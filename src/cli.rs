use std::path::PathBuf;

use palc::Parser;

use crate::config::{Options, Trace};

#[derive(Parser, Debug)]
#[command(
    name = "tau",
    after_long_help = "Without a PATH, tau starts an interactive session."
)]
pub struct Cli {
    /// Program to compile into an executable
    pub path: Option<PathBuf>,

    /// Print the token stream of every line
    #[arg(long)]
    pub debug_lexer: bool,

    /// Print the tree of every expression
    #[arg(long)]
    pub debug_ast: bool,

    /// Print the IR of every unit
    #[arg(long)]
    pub debug_ir: bool,

    /// Report allocations and frees as they are emitted
    #[arg(long)]
    pub debug_memory: bool,

    /// Executable to write [default: a.out]
    #[arg(short, long)]
    pub output: Option<PathBuf>,

    /// Skip the interactive banner
    #[arg(short, long)]
    pub quiet: bool,
}

impl Cli {
    pub fn options(&self) -> Options {
        let defaults = Options::default();
        Options {
            trace: Trace {
                lexer: self.debug_lexer,
                ast: self.debug_ast,
                ir: self.debug_ir,
                memory: self.debug_memory,
            },
            quiet: self.quiet,
            output: self.output.clone().unwrap_or(defaults.output),
        }
    }
}
use super::builder::{FMT_INT, IRBuilder};
use super::*;
use crate::ast::AstBuilder;
use crate::config::Options;
use crate::lexer::lex;
use crate::module::{Module, Ownership};
use crate::session::{Session, Variable};

fn emit_lines(module: &mut Module<'_>, out: &mut Stream, lines: &[&str]) {
    for line in lines {
        let tokens = lex(line).unwrap();
        let ast = AstBuilder::new(module).build(&tokens).unwrap();
        IRBuilder::new(module, out).emit(&ast).unwrap();
    }
}

fn compile(session: &mut Session, lines: &[&str]) -> (Vec<Instruction>, Vec<Declaration>) {
    let mut module = Module::new(session, "test");
    let mut out = Stream::new();
    emit_lines(&mut module, &mut out, lines);
    let instructions = out.instructions().cloned().collect();
    (instructions, module.declarations().to_vec())
}

fn count(instructions: &[Instruction], pred: impl Fn(&Instruction) -> bool) -> usize {
    instructions.iter().filter(|i| pred(i)).count()
}

#[test]
fn test_top_level_assignment_defines_a_global() {
    let mut session = Session::new(Options::default());
    let (instructions, declarations) = compile(&mut session, &["x = 3"]);

    assert_eq!(
        declarations,
        vec![Declaration::Global {
            name: "usr_x".into(),
            ty: IRType::I32,
            init: Some(Constant::Int(0)),
        }]
    );
    assert_eq!(
        instructions,
        vec![Instruction::Store {
            value: Value::Constant(Constant::Int(3)),
            ptr: Value::Global("usr_x".into()),
            ty: IRType::I32,
        }]
    );
    assert_eq!(session.global("x").map(|v| v.ty.clone()), Some(Type::Int));
}

#[test]
fn test_earlier_globals_are_declared_external() {
    let mut session = Session::new(Options::default());
    session.insert_global(
        "y",
        Variable {
            ty: Type::Real,
            alloc: None,
        },
    );
    let (instructions, declarations) = compile(&mut session, &["y + 1"]);

    assert_eq!(
        declarations,
        vec![Declaration::Global {
            name: "usr_y".into(),
            ty: IRType::F64,
            init: None,
        }]
    );
    assert!(matches!(
        instructions.last(),
        Some(Instruction::Binary {
            op: BinaryOp::FAdd,
            ..
        })
    ));
}

#[test]
fn test_print_declares_its_runtime() {
    let mut session = Session::new(Options::default());
    let (instructions, declarations) = compile(&mut session, &["print True", "print 2"]);

    let names: Vec<&str> = declarations.iter().map(Declaration::name).collect();
    assert_eq!(names, vec!["printf", "fflush", FMT_INT]);
    assert!(matches!(
        declarations[0],
        Declaration::Function { variadic: true, .. }
    ));
    assert_eq!(
        declarations[2],
        Declaration::Text {
            name: FMT_INT.into(),
            text: "%i\n".into()
        }
    );
    // Bool is widened before reaching printf
    assert!(matches!(
        instructions[0],
        Instruction::Cast {
            op: CastOp::ZExt,
            ..
        }
    ));
    let calls = count(&instructions, |i| matches!(i, Instruction::Call { .. }));
    assert_eq!(calls, 4);
}

#[test]
fn test_floored_integer_division() {
    let mut session = Session::new(Options::default());
    let (instructions, _) = compile(&mut session, &["7 // 2"]);

    let ops: Vec<BinaryOp> = instructions
        .iter()
        .filter_map(|i| match i {
            Instruction::Binary { op, .. } => Some(*op),
            _ => None,
        })
        .collect();
    assert!(ops.contains(&BinaryOp::SRem));
    assert!(ops.contains(&BinaryOp::SDiv));
    assert_eq!(ops.last(), Some(&BinaryOp::Sub));
}

#[test]
fn test_real_operations_call_libm() {
    let mut session = Session::new(Options::default());
    let (instructions, declarations) = compile(&mut session, &["2. ** 3", "sin(1.) // 1."]);

    let called: Vec<&str> = instructions
        .iter()
        .filter_map(|i| match i {
            Instruction::Call { func, .. } => Some(func.as_str()),
            _ => None,
        })
        .collect();
    assert_eq!(called, vec!["llvm.pow.f64", "sin", "llvm.floor.f64"]);
    assert_eq!(declarations.len(), 3);
}

#[test]
fn test_bool_comparisons_are_unsigned() {
    let mut session = Session::new(Options::default());
    let (instructions, _) = compile(&mut session, &["True > False", "1 > 2"]);

    let conds: Vec<ICmpCond> = instructions
        .iter()
        .filter_map(|i| match i {
            Instruction::ICmp { cond, .. } => Some(*cond),
            _ => None,
        })
        .collect();
    assert_eq!(conds, vec![ICmpCond::Ugt, ICmpCond::Sgt]);
}

#[test]
fn test_array_assignment_transfers_ownership() {
    let mut session = Session::new(Options::default());
    let (instructions, _) = compile(&mut session, &["a = [1, 2]"]);

    assert!(instructions.contains(&Instruction::Malloc {
        dest: "reg_1".into(),
        ty: IRType::I32,
        count: Value::Constant(Constant::Int(2)),
    }));
    let id = session.global("a").and_then(|v| v.alloc).unwrap();
    let allocation = session.ledger().get(id).unwrap();
    assert!(matches!(
        &allocation.ownership,
        Ownership::User { variable, .. } if variable == "a"
    ));
}

#[test]
fn test_reassignment_frees_the_previous_array() {
    let mut session = Session::new(Options::default());
    let (instructions, _) = compile(&mut session, &["a = Real[4]", "a = Real[8]"]);

    assert_eq!(session.ledger().len(), 1);
    let current = session.global("a").and_then(|v| v.alloc).unwrap();
    assert_eq!(current, 1);
    // each statement clears its slot and releases what `a` held before
    let frees = count(&instructions, |i| matches!(i, Instruction::Free { .. }));
    assert_eq!(frees, 4);
}

#[test]
fn test_temporaries_are_released_at_scope_end() {
    let mut session = Session::new(Options::default());
    let mut module = Module::new(&mut session, "test");
    let mut out = Stream::new();
    emit_lines(&mut module, &mut out, &["[1., 2.][0]"]);
    module.end_scope(&mut out);
    drop(module);

    assert!(session.ledger().is_empty());
}

#[test]
fn test_free_statement() {
    let mut session = Session::new(Options::default());
    let (instructions, _) = compile(&mut session, &["b = Bool[3]", "free(b)"]);

    assert!(session.ledger().is_empty());
    assert_eq!(session.global("b").and_then(|v| v.alloc), None);
    assert_eq!(
        instructions.last(),
        Some(&Instruction::Store {
            value: Value::Constant(Constant::Null),
            ptr: Value::Global("usr_b".into()),
            ty: IRType::Ptr,
        })
    );
}

#[test]
fn test_stream_keeps_the_first_terminator() {
    let mut stream = Stream::new();
    stream.set_terminator(Terminator::Br {
        label: "then".into(),
    });
    stream.set_terminator(Terminator::Ret { value: None });
    assert_eq!(
        stream.blocks()[0].terminator,
        Some(Terminator::Br {
            label: "then".into()
        })
    );

    stream.start_block("then");
    stream.add_instruction(Instruction::Free {
        ptr: Value::Constant(Constant::Null),
    });
    assert_eq!(stream.blocks().len(), 2);
    assert_eq!(stream.blocks()[1].instructions.len(), 1);
}

#[test]
fn test_textual_form() {
    let add = Instruction::Binary {
        op: BinaryOp::Add,
        dest: "reg_0".into(),
        lhs: Value::Constant(Constant::Int(1)),
        rhs: Value::Register("reg_1".into()),
        ty: IRType::I32,
    };
    assert_eq!(add.to_string(), "  %reg_0 = add i32 1, %reg_1");

    let printf = Declaration::Function {
        name: "printf".into(),
        params: vec![IRType::Ptr],
        return_type: IRType::I32,
        variadic: true,
    };
    assert_eq!(printf.to_string(), "declare i32 @printf(ptr, ...)");

    let global = Declaration::Global {
        name: "usr_x".into(),
        ty: IRType::F64,
        init: None,
    };
    assert_eq!(global.to_string(), "@usr_x = external global double");

    let ret = Terminator::Ret {
        value: Some((IRType::F64, Value::Constant(Constant::Real(1.0)))),
    };
    assert_eq!(ret.to_string(), "  ret double 1.0");
}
*-*-*
The lines running from the start of the data through the one that contains "write [default: a.out]" should be reproduced exactly, and only those.

filename src/cli.rs
use std::path::PathBuf;

use palc::Parser;

use crate::config::{Options, Trace};

#[derive(Parser, Debug)]
#[command(
    name = "tau",
    after_long_help = "Without a PATH, tau starts an interactive session."
)]
pub struct Cli {
    /// Program to compile into an executable
    pub path: Option<PathBuf>,

    /// Print the token stream of every line
    #[arg(long)]
    pub debug_lexer: bool,

    /// Print the tree of every expression
    #[arg(long)]
    pub debug_ast: bool,

    /// Print the IR of every unit
    #[arg(long)]
    pub debug_ir: bool,

    /// Report allocations and frees as they are emitted
    #[arg(long)]
    pub debug_memory: bool,

    /// Executable to write [default: a.out]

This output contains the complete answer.